I/O components 1242 may include a variety of components to receive input, provide output, generate output, send information, exchange information, capture measurements, and so forth. The particular I/O components 1242 included in a particular machine will depend on the type of machine. For example, a portable machine such as a mobile phone may include a touch input device or other such input mechanism, while a headless server machine would be unlikely to include such a touch input device. It should be appreciated that I/O component 1242 may include many other components not shown in FIG. 12. In various example embodiments, I/O components 1242 may include output components 1228 and input components 1230. The output component 1228 can include visual components (e.g., a display such as a Plasma Display Panel (PDP), a Light Emitting Diode (LED) display, a Liquid Crystal Display (LCD), a projector, or a Cathode Ray Tube (CRT)), acoustic components (e.g., speakers), haptic components (e.g., vibration motors, resistance mechanisms), other signal generators, and the like. Input components 1230 may include alphanumeric input components (e.g., a keyboard, a touch screen configured to receive alphanumeric input, an optoelectronic keyboard, or other alphanumeric input components), point-based input components (e.g., a mouse, touchpad, trackball, joystick, motion sensor, or other pointing instrument), tactile input components (e.g., physical buttons, a touch screen providing the location and/or force of a touch or touch gesture, or other tactile input components), audio input components (e.g., a microphone), and the like.

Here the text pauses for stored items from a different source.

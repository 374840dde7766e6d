use std::fs;
use std::path::PathBuf;

use asset_core::{ImportOptions, ImportSession, SessionError, SessionState};
use asset_ingest::IngestError;
use asset_model::FieldKey;

const COMPLETE: &str = "Asset Name,Asset Type,Owner,Classification\n\
                        Server1,Hardware,a@b.com,Internal\n\
                        Laptop,Hardware,Jane Doe,Public\n";

#[test]
fn happy_path_completes() {
    let mut session = ImportSession::default();
    session.load_text(COMPLETE).unwrap();
    assert_eq!(session.state(), SessionState::Mapping);
    assert_eq!(session.row_count(), 2);

    let report = session.validate().unwrap();
    assert!(report.is_clean());
    assert_eq!(session.state(), SessionState::Validated);

    let records = session.import().unwrap();
    assert_eq!(records.len(), 2);
    assert_eq!(records[1].id, "ASSET-002");
    assert_eq!(session.state(), SessionState::Completed);
}

#[test]
fn blocking_errors_return_to_mapping() {
    let mut session = ImportSession::default();
    session
        .load_text("Asset Name,Owner\nServer1,a@b.com\n")
        .unwrap();
    session.set_mapping_by_name("Owner", None).unwrap();

    let err = session.import().unwrap_err();
    assert!(matches!(err, SessionError::BlockingErrors { count: 3 }));
    assert_eq!(session.state(), SessionState::Mapping);
    assert!(session.records().is_empty());

    let report = session.report().expect("report kept for remediation");
    assert!(report.errors().all(|f| f.row == 0));
    assert!(report.errors().any(|f| f.column == "Asset Owner"));
}

#[test]
fn remapping_clears_stale_report() {
    let mut session = ImportSession::default();
    session.load_text(COMPLETE).unwrap();
    session.validate().unwrap();
    session.set_mapping(3, None).unwrap();
    assert!(session.report().is_none());
    assert_eq!(session.state(), SessionState::Mapping);
    assert_eq!(session.validate().unwrap().error_count(), 1);
}

#[test]
fn stale_upload_is_rejected() {
    let mut session = ImportSession::default();
    let first = session.begin_upload();
    let second = session.begin_upload();

    session
        .complete_upload(second, Ok(COMPLETE.to_string()))
        .unwrap();
    let err = session
        .complete_upload(first, Ok("Other\nx\n".to_string()))
        .unwrap_err();

    assert!(matches!(err, SessionError::StaleUpload { ticket, current: None } if ticket == first.id()));
    assert_eq!(session.columns().len(), 4);
    assert_eq!(session.row_count(), 2);
}

#[test]
fn stale_completion_while_newer_pending_keeps_reading() {
    let mut session = ImportSession::default();
    let first = session.begin_upload();
    let second = session.begin_upload();
    assert!(session.complete_upload(first, Ok(COMPLETE.to_string())).is_err());
    assert_eq!(session.state(), SessionState::Reading);
    session.complete_upload(second, Ok(COMPLETE.to_string())).unwrap();
    assert_eq!(session.state(), SessionState::Mapping);
}

#[test]
fn failed_read_is_surfaced() {
    let mut session = ImportSession::default();
    let ticket = session.begin_upload();
    let err = session
        .complete_upload(
            ticket,
            Err(IngestError::Decode {
                path: PathBuf::from("assets.csv"),
            }),
        )
        .unwrap_err();
    assert!(matches!(err, SessionError::Read(_)));
    assert_eq!(session.state(), SessionState::ReadFailed);
    assert!(session.read_error().is_some());
    assert!(matches!(
        session.validate(),
        Err(SessionError::InvalidState { .. })
    ));

    session.load_text(COMPLETE).unwrap();
    assert_eq!(session.state(), SessionState::Mapping);
    assert!(session.read_error().is_none());
}

#[test]
fn load_file_reads_from_disk() {
    let dir = tempfile::tempdir().expect("temp dir");
    let path = dir.path().join("assets.csv");
    fs::write(&path, COMPLETE).expect("write file");

    let mut session = ImportSession::default();
    session.load_file(&path).unwrap();
    assert_eq!(session.row_count(), 2);

    let missing = session.load_file(&dir.path().join("missing.csv"));
    assert!(matches!(missing, Err(SessionError::Read(IngestError::FileRead { .. }))));
    assert_eq!(session.state(), SessionState::ReadFailed);
}

#[test]
fn manual_options_skip_auto_map() {
    let mut session = ImportSession::new(ImportOptions::manual());
    session.load_text(COMPLETE).unwrap();
    assert!(session.columns().iter().all(|c| c.mapped_to.is_none()));
    assert_eq!(session.mapping_summary().missing_required.len(), 4);

    assert_eq!(session.auto_map().unwrap(), 4);
    assert_eq!(session.columns()[2].mapped_to, Some(FieldKey::Owner));
}

#[test]
fn completion_callback_receives_records() {
    let mut session = ImportSession::default();
    session.load_text(COMPLETE).unwrap();
    let mut received = Vec::new();
    session.import_with(|records| received = records).unwrap();
    assert_eq!(received.len(), 2);
    assert_eq!(received[0].text(FieldKey::Name), Some("Server1"));
}

#[test]
fn mapping_requires_loaded_file() {
    let mut session = ImportSession::default();
    assert!(matches!(
        session.set_mapping(0, Some(FieldKey::Name)),
        Err(SessionError::InvalidState { .. })
    ));
    session.load_text(COMPLETE).unwrap();
    session.reset();
    assert_eq!(session.state(), SessionState::Idle);
    assert!(session.columns().is_empty());
}

#[test]
fn import_after_failed_read_is_rejected() {
    let mut session = ImportSession::default();
    session.load_text(COMPLETE).unwrap();
    session.validate().unwrap();

    let ticket = session.begin_upload();
    let _ = session.complete_upload(
        ticket,
        Err(IngestError::Decode {
            path: PathBuf::from("newer.csv"),
        }),
    );
    assert_eq!(session.state(), SessionState::ReadFailed);

    let err = session.import().unwrap_err();
    assert!(matches!(
        err,
        SessionError::InvalidState {
            action: "import",
            state: SessionState::ReadFailed
        }
    ));
    assert_eq!(session.state(), SessionState::ReadFailed);
    assert!(session.records().is_empty());
    assert!(session.report().is_none());
    assert!(session.columns().is_empty());
}

#[test]
fn import_while_reading_is_rejected() {
    let mut session = ImportSession::default();
    session.load_text(COMPLETE).unwrap();
    session.validate().unwrap();

    let ticket = session.begin_upload();
    assert_eq!(session.row_count(), 0);
    assert!(matches!(
        session.import(),
        Err(SessionError::InvalidState {
            state: SessionState::Reading,
            ..
        })
    ));
    let mut called = false;
    assert!(session.import_with(|_| called = true).is_err());
    assert!(!called);
    assert_eq!(session.state(), SessionState::Reading);

    let newer = "Asset Name,Asset Type,Owner,Classification\n\
                 Router,Network,ops@corp.com,Internal\n";
    session.complete_upload(ticket, Ok(newer.to_string())).unwrap();
    let records = session.import().unwrap();
    assert_eq!(records.len(), 1);
    assert_eq!(records[0].text(FieldKey::Name), Some("Router"));
    assert_eq!(session.state(), SessionState::Completed);
}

In further example embodiments, the I/O components 1242 may include biometric components 1232, moving components 1234, environmental components 1236, or positioning components 1238, among various other components. For example, the biometric component 1232 includes components for detecting an expression (e.g., hand expression, face expression, voice expression, body posture, or eye tracking), measuring a biological signal (e.g., blood pressure, heart rate, body temperature, perspiration, or brain waves), identifying a person (e.g., voice recognition, retinal recognition, facial recognition, fingerprint recognition, or electroencephalogram-based recognition), and the like. The motion component 1234 includes an acceleration sensor component (e.g., accelerometer), a gravity sensor component, a rotation sensor component (e.g., gyroscope), and the like. Environmental components 1236 include, for example, illumination sensor components (e.g., photometer), temperature sensor components (e.g., one or more thermometers that detect ambient temperature), humidity sensor components, pressure sensor components (e.g., barometer), acoustic sensor components (e.g., one or more microphones that detect background noise), proximity sensor components (e.g., infrared sensors that detect nearby objects), gas sensors (e.g., gas detection sensors that detect the concentration of hazardous gases to ensure safety or measure contaminants in the atmosphere), or other components that may provide an indication, measurement, or signal corresponding to the surrounding physical environment. The positioning component 1238 includes a position sensor component (e.g., a GPS receiver component), an altitude sensor component (e.g., an altimeter or barometer that detects barometric pressure from which altitude may be derived), an orientation sensor component (e.g., a magnetometer), and so forth.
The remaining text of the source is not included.